Oprah Winfrey a fait l’objet d’un examen public concernant son poids depuis qu’elle est apparue pour la première fois sur nos écrans. Mais près de 50 ans après le début de sa carrière, elle a enfin libéré la honte de son poids. Dans une conversation honnête avec sa meilleure amie, Gayle King, Oprah a expliqué comment un médicament amaigrissant GLP-1 a changé sa vie et comment elle a appris à arrêter de se blâmer.
Ce changement marque un tournant majeur dans la conversation culturelle autour de l’obésité, l’éloignant d’une discussion sur la volonté et vers une compréhension de la biologie clinique.
Oprah, 71 ans, a rejoint Gayle le Matins CBS pour discuter de son nouveau livre, Assezavec lequel elle a co-écrit dr. Ania Jastreboff de l’École de médecine de Yale. Le titre vient d’un point assez important : « le poids (les gens) gravite toujours », a expliqué le Dr Ania.
« Notre corps dit : ‘Eh bien, si vous mangez moins, alors je vais vous rendre plus efficace. Je vais vous faire brûler moins' », a déclaré le Dr Ania. « Ce qui se passe, c’est qu’ensemble, collectivement, nous finissons par manger plus et brûler moins. »

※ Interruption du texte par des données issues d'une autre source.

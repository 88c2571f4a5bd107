use crate::store::SessionState;
use crate::ui_framework::line_buffer::{LineBuffer, LineSegment};
use crate::ui_framework::Render;
use crossterm::style::{Attributes, Color, Colors};
use unicode_truncate::UnicodeTruncateStr;

/// Who is signed in, as a single inverted bar.
#[derive(Debug, Clone)]
pub struct BottomBar {
    session: SessionState,
}

impl BottomBar {
    pub fn new(session: &SessionState) -> Self {
        Self {
            session: session.clone(),
        }
    }

    pub fn status(&self) -> String {
        match &self.session {
            SessionState::Anonymous => "not signed in".to_string(),
            SessionState::Authenticated { user: Some(user) } => {
                format!("signed in as @{}", user.username)
            }
            SessionState::Authenticated { user: None } => "signed in".to_string(),
        }
    }
}

impl Render for BottomBar {
    fn render(&self, width: usize) -> LineBuffer {
        let status = self.status();
        let (status, used_width) = status.unicode_truncate(width);
        let bar = format!("{status}{}", " ".repeat(width - used_width));

        let mut buffer = LineBuffer::new();
        buffer.push(vec![LineSegment::new(
            &bar,
            Colors::new(Color::Black, Color::White),
            Attributes::default(),
        )]);
        buffer
    }
}
use crate::social_client::api;
use crate::social_client::query::UserListParams;
use crate::social_client::SocialClient;
use crate::ui::feed_pane::feed_line;
use crate::ui::ViewError;
use crate::ui_framework::line_buffer::{LineBuffer, LineSegment};
use crate::ui_framework::Render;
use crossterm::style::Color;
use unicode_truncate::UnicodeTruncateStr;

const USERNAME_COLUMN: usize = 22;

/// A profile: the user followed by their tweets.
#[derive(Debug, Clone)]
pub struct UserPane {
    user: api::User,
    tweets: Vec<api::Tweet>,
}

impl UserPane {
    /// Loads the user first; their tweets only once the user is known to exist. If the tweets
    /// can't be fetched the profile is still shown, without them.
    pub async fn load(client: &SocialClient, user_id: &str) -> Result<Self, ViewError> {
        let user = client.user(user_id, &[]).await?;
        let tweets = match client.tweets_by_author(&user.id, Default::default()).await {
            Ok(page) => page.data,
            Err(err) => {
                tracing::warn!(user_id = %user.id, "could not load tweets: {err}");
                Vec::new()
            }
        };
        Ok(Self { user, tweets })
    }

    pub fn user(&self) -> &api::User {
        &self.user
    }

    pub fn tweets(&self) -> &[api::Tweet] {
        &self.tweets
    }
}

impl Render for UserPane {
    fn render(&self, width: usize) -> LineBuffer {
        let mut buffer = LineBuffer::new();

        buffer.push(vec![
            LineSegment::bold(&format!("@{}", self.user.username)),
            LineSegment::color(&format!("  {}", self.user.email), Color::DarkGrey),
        ]);
        buffer.push_newline();

        if self.tweets.is_empty() {
            buffer.push(vec![LineSegment::color("No tweets yet.", Color::DarkGrey)]);
        }
        for tweet in &self.tweets {
            buffer.push(feed_line(tweet, width, false));
        }

        buffer
    }
}

/// Search results for users, one per line.
#[derive(Debug, Clone)]
pub struct UserListPane {
    users: api::PaginatedResponse<api::User>,
}

impl UserListPane {
    pub async fn search(
        client: &SocialClient,
        term: Option<&str>,
        page: u64,
    ) -> Result<Self, ViewError> {
        let params = UserListParams::new().page(page);
        let users = match term {
            Some(term) => client.search_users(term, params).await?,
            None => client.users(&params).await?,
        };
        Ok(Self { users })
    }

    pub fn users(&self) -> &[api::User] {
        &self.users.data
    }
}

impl Render for UserListPane {
    fn render(&self, width: usize) -> LineBuffer {
        let mut buffer = LineBuffer::new();

        for user in &self.users.data {
            let handle = format!("@{}", user.username);
            let (handle, handle_width) = handle.unicode_truncate(USERNAME_COLUMN - 1);
            let username = format!("{handle}{}", " ".repeat(USERNAME_COLUMN - handle_width));
            let (username, username_width) = username.unicode_truncate(width);
            let (id, _) = user.id.unicode_truncate(width - username_width);
            buffer.push(vec![
                LineSegment::color(username, Color::DarkCyan),
                LineSegment::color(id, Color::DarkGrey),
            ]);
        }
        buffer.push(vec![LineSegment::color(
            &format!(
                "page {}/{}, {} users",
                self.users.current_page, self.users.last_page, self.users.total
            ),
            Color::DarkGrey,
        )]);

        buffer
    }
}
use crate::social_client::api;
use crate::social_client::error::ClientError;
use crate::social_client::{Auth, SocialClient};
use hyper::Method;

impl SocialClient {
    /// `POST /auth/users/login`. Only returns the token; see [crate::store::Session::login] for
    /// the stateful version.
    pub async fn login(&self, credentials: &api::LoginDto) -> Result<api::AuthResponse, ClientError> {
        self.send_json(Method::POST, &["auth", "users", "login"], credentials, Auth::None)
            .await
    }

    pub async fn signup(&self, signup: &api::SignupDto) -> Result<api::AuthResponse, ClientError> {
        self.send_json(Method::POST, &["auth", "users", "signup"], signup, Auth::None)
            .await
    }

    pub async fn me(&self) -> Result<api::User, ClientError> {
        self.get(&["auth", "users", "me"], &[], Auth::Required).await
    }

    pub async fn admin_login(
        &self,
        credentials: &api::LoginDto,
    ) -> Result<api::AuthResponse, ClientError> {
        self.send_json(Method::POST, &["auth", "admins", "login"], credentials, Auth::None)
            .await
    }

    pub async fn admin_me(&self) -> Result<api::User, ClientError> {
        self.get(&["auth", "admins", "me"], &[], Auth::Required).await
    }
}

#[cfg(test)]
mod tests {
    use crate::social_client::api::LoginDto;
    use crate::social_client::mock::MockTransport;
    use crate::social_client::SocialClient;
    use crate::token_store::MemoryTokenStore;
    use hyper::Method;
    use serde_json::json;
    use std::sync::Arc;

    #[tokio::test]
    async fn test_admin_endpoints() {
        let transport = Arc::new(MockTransport::new());
        transport.respond(Method::POST, "/api/auth/admins/login", 201, json!({"token": "adm"}));
        transport.respond(
            Method::GET,
            "/api/auth/admins/me",
            200,
            json!({"id": "a1", "email": "root@x.io", "username": "root"}),
        );
        let client = SocialClient::new(
            "http://localhost:1111",
            transport.clone(),
            Arc::new(MemoryTokenStore::with_token("adm")),
        )
        .unwrap();

        let credentials = LoginDto {
            email: "root@x.io".to_string(),
            password: "secret1".to_string(),
        };
        assert_eq!(client.admin_login(&credentials).await.unwrap().token, "adm");
        assert_eq!(
            transport.last_json_body(),
            Some(json!({"email": "root@x.io", "password": "secret1"}))
        );

        assert_eq!(client.admin_me().await.unwrap().username, "root");
        assert_eq!(transport.requests()[1].bearer.as_deref(), Some("adm"));
    }
}
pub mod bottom_bar;
pub mod feed_pane;
pub mod forms;
pub mod messages;
pub mod tweet_pane;
pub mod user_pane;

use crate::social_client::error::ClientError;
use crate::ui::forms::FormErrors;
use once_cell::sync::Lazy;
use regex::Regex;
use std::borrow::Cow;
use thiserror::Error;

#[derive(Debug, Error)]
pub enum ViewError {
    #[error("{0}")]
    Invalid(#[from] FormErrors),
    #[error("you need to be signed in to do that")]
    NotSignedIn,
    #[error("no more pages")]
    NoMorePages,
    #[error(transparent)]
    Client(#[from] ClientError),
}

static RE_NEWLINES: Lazy<Regex> = Lazy::new(|| Regex::new(r"[\r\n]+").unwrap());

pub fn collapse_newlines(text: &str) -> Cow<'_, str> {
    RE_NEWLINES.replace_all(text, "⏎ ")
}

/// First line of `text` wrapped at `width`, with an ellipsis if anything was cut.
pub fn first_line(text: &str, width: usize) -> String {
    let width = width.max(2);
    let lines = textwrap::wrap(text, width);
    match lines.len() {
        0 => String::new(),
        1 => lines[0].to_string(),
        _ => {
            // Rewrap to leave room for the ellipsis (…), which may knock out a word
            let lines = textwrap::wrap(text, width - 1);
            format!("{}…", lines[0])
        }
    }
}

/// Paragraphs split on newlines, each wrapped to `width`.
pub fn wrap_paragraphs(text: &str, width: usize) -> Vec<String> {
    let width = width.max(1);
    RE_NEWLINES
        .split(text)
        .flat_map(|paragraph| textwrap::wrap(paragraph, width))
        .map(|line| line.into_owned())
        .collect()
}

Oprah a décidé d’écrire Assez hors d’un lieu d’honnêteté et de vulnérabilité. Elle voulait s’approprier les discussions sur son poids. Gayle a dit franchement à son amie : « J’ai été avec toi à travers (tout) ça et je n’ai jamais pensé : ‘Wow, tu es grosse.' »
« Eh bien, vous êtes mon amie », a répondu Oprah, notant que c’est exactement ce que le public pensait. Et au fil des années, la célèbre journaliste s’en est voulue et a pensé que son poids était une sorte d’échec.
« Pour toi Oprah, je sais que pendant des années tu t’es blâmée en pensant : ‘Pourquoi est-ce que je ne peux pas faire ça ? Je peux réussir dans tant de choses, pourquoi ne puis-je pas faire ça ?' », lui a dit Gayle.
Oprah, comme des millions d’Américains, souffre d’obésité. Selon le CDCla prévalence de l’obésité chez les adultes de 20 ans et plus était de 41,9 % entre 2017 et 2020, ce qui signifie que plus de 100 millions d’adultes dans le pays souffrent d’obésité.
L’obésité est une maladie chronique et une crise de santé publique qui entraîne de nombreuses autres maladies chroniques, notamment le diabète et les maladies cardiaques. Pourtant, nous traitons l’obésité comme un échec individuel et moral. Le Dr Ania et Oprah travaillent pour changer cela.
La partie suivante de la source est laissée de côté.